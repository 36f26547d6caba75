//! Key material and keystores
//!
//! [`KeyMaterial`] is deliberately untyped: the algorithm that consumes it
//! decides whether text is base64, a password or PEM.

use crate::error::{KeyError, Result};
use joset_common::{LoggingTransformer, base64url};
use std::collections::HashMap;
use std::fmt;
use zeroize::{Zeroize, Zeroizing};

/// Raw key bytes or key text, zeroized on drop
#[derive(Clone, PartialEq, Eq)]
pub enum KeyMaterial {
    /// Raw bytes: a symmetric key, a password, or UTF-8 PEM
    Bytes(Vec<u8>),
    /// Text: base64 for symmetric keys, a password, or PEM
    Text(String),
}

impl KeyMaterial {
    /// `true` when no key bytes are present
    #[must_use]
    pub fn is_empty(&self) -> bool {
        match self {
            KeyMaterial::Bytes(b) => b.is_empty(),
            KeyMaterial::Text(t) => t.is_empty(),
        }
    }

    /// Secret for HMAC, `dir` and AES key wrap
    ///
    /// Bytes are used as is; text is base64 (standard or URL-safe alphabet,
    /// padding optional).
    ///
    /// # Errors
    ///
    /// Returns `InvalidKeyFormat` when text is not valid base64.
    pub fn symmetric_bytes(&self) -> Result<Zeroizing<Vec<u8>>> {
        match self {
            KeyMaterial::Bytes(b) => Ok(Zeroizing::new(b.clone())),
            KeyMaterial::Text(t) => base64url::decode_lenient(t)
                .map(Zeroizing::new)
                .map_err(|e| KeyError::invalid_format(format!("symmetric key text: {e}"))),
        }
    }

    /// Password for PBES2: bytes as is, text as its UTF-8 encoding
    #[must_use]
    pub fn password_bytes(&self) -> &[u8] {
        match self {
            KeyMaterial::Bytes(b) => b,
            KeyMaterial::Text(t) => t.as_bytes(),
        }
    }

    /// PEM text for asymmetric algorithms
    ///
    /// # Errors
    ///
    /// Returns `InvalidKeyFormat` when bytes are not UTF-8.
    pub fn pem_text(&self) -> Result<&str> {
        match self {
            KeyMaterial::Bytes(b) => std::str::from_utf8(b)
                .map_err(|_| KeyError::invalid_format("PEM key bytes are not UTF-8")),
            KeyMaterial::Text(t) => Ok(t),
        }
    }

    /// Loggable fingerprint of the material
    #[must_use]
    pub fn fingerprint(&self) -> String {
        match self {
            KeyMaterial::Bytes(b) => LoggingTransformer::key_fingerprint(b),
            KeyMaterial::Text(t) => LoggingTransformer::key_fingerprint(t),
        }
    }
}

impl Drop for KeyMaterial {
    fn drop(&mut self) {
        match self {
            KeyMaterial::Bytes(b) => b.zeroize(),
            KeyMaterial::Text(t) => t.zeroize(),
        }
    }
}

impl fmt::Debug for KeyMaterial {
    fn fmt(&self, f: &mut fmt::Formatter<'_>) -> fmt::Result {
        match self {
            KeyMaterial::Bytes(_) => write!(f, "KeyMaterial::Bytes({})", self.fingerprint()),
            KeyMaterial::Text(_) => write!(f, "KeyMaterial::Text({})", self.fingerprint()),
        }
    }
}

impl From<Vec<u8>> for KeyMaterial {
    fn from(bytes: Vec<u8>) -> Self {
        KeyMaterial::Bytes(bytes)
    }
}

impl From<&[u8]> for KeyMaterial {
    fn from(bytes: &[u8]) -> Self {
        KeyMaterial::Bytes(bytes.to_vec())
    }
}

impl<const N: usize> From<&[u8; N]> for KeyMaterial {
    fn from(bytes: &[u8; N]) -> Self {
        KeyMaterial::Bytes(bytes.to_vec())
    }
}

impl From<String> for KeyMaterial {
    fn from(text: String) -> Self {
        KeyMaterial::Text(text)
    }
}

impl From<&str> for KeyMaterial {
    fn from(text: &str) -> Self {
        KeyMaterial::Text(text.to_string())
    }
}

/// A single key or a keystore indexed by `kid`
#[derive(Debug, Clone)]
pub enum KeyRef {
    /// One key used regardless of the header `kid`
    Direct(KeyMaterial),
    /// Keys selected by the header `kid`
    Keystore(HashMap<String, KeyMaterial>),
}

impl KeyRef {
    /// Build a keystore from `(kid, material)` pairs
    pub fn keystore<I, K, M>(entries: I) -> Self
    where
        I: IntoIterator<Item = (K, M)>,
        K: Into<String>,
        M: Into<KeyMaterial>,
    {
        KeyRef::Keystore(
            entries
                .into_iter()
                .map(|(kid, material)| (kid.into(), material.into()))
                .collect(),
        )
    }

    /// Non-empty keystore entry for `kid`
    ///
    /// A direct key is never returned here: callers resolve it without a
    /// `kid`.
    #[must_use]
    pub fn lookup(&self, kid: &str) -> Option<&KeyMaterial> {
        match self {
            KeyRef::Direct(_) => None,
            KeyRef::Keystore(store) => store.get(kid).filter(|m| !m.is_empty()),
        }
    }

    /// Key to sign or encrypt with
    ///
    /// A direct key is always used; a keystore needs a `kid` naming a
    /// non-empty entry.
    ///
    /// # Errors
    ///
    /// Returns `UnknownKeyId` when the keystore has no usable entry.
    pub fn resolve(&self, kid: Option<&str>) -> Result<&KeyMaterial> {
        match self {
            KeyRef::Direct(material) => Ok(material),
            KeyRef::Keystore(_) => kid
                .and_then(|kid| self.lookup(kid))
                .ok_or_else(|| KeyError::UnknownKeyId(kid.map(str::to_string))),
        }
    }
}

macro_rules! direct_key_from {
    ($($ty:ty),* $(,)?) => {
        $(
            impl From<$ty> for KeyRef {
                fn from(material: $ty) -> Self {
                    KeyRef::Direct(material.into())
                }
            }
        )*
    };
}

direct_key_from!(KeyMaterial, Vec<u8>, &[u8], String, &str);

impl<const N: usize> From<&[u8; N]> for KeyRef {
    fn from(bytes: &[u8; N]) -> Self {
        KeyRef::Direct(bytes.into())
    }
}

What is needed:
Give back exactly the material above from its opening line to the line bearing "pub enum KeyMaterial".

Result below:
repository 36f26547d6caba75
//! Key material and keystores
//!
//! [`KeyMaterial`] is deliberately untyped: the algorithm that consumes it
//! decides whether text is base64, a password or PEM.

use crate::error::{KeyError, Result};
use joset_common::{LoggingTransformer, base64url};
use std::collections::HashMap;
use std::fmt;
use zeroize::{Zeroize, Zeroizing};

/// Raw key bytes or key text, zeroized on drop
#[derive(Clone, PartialEq, Eq)]
pub enum KeyMaterial {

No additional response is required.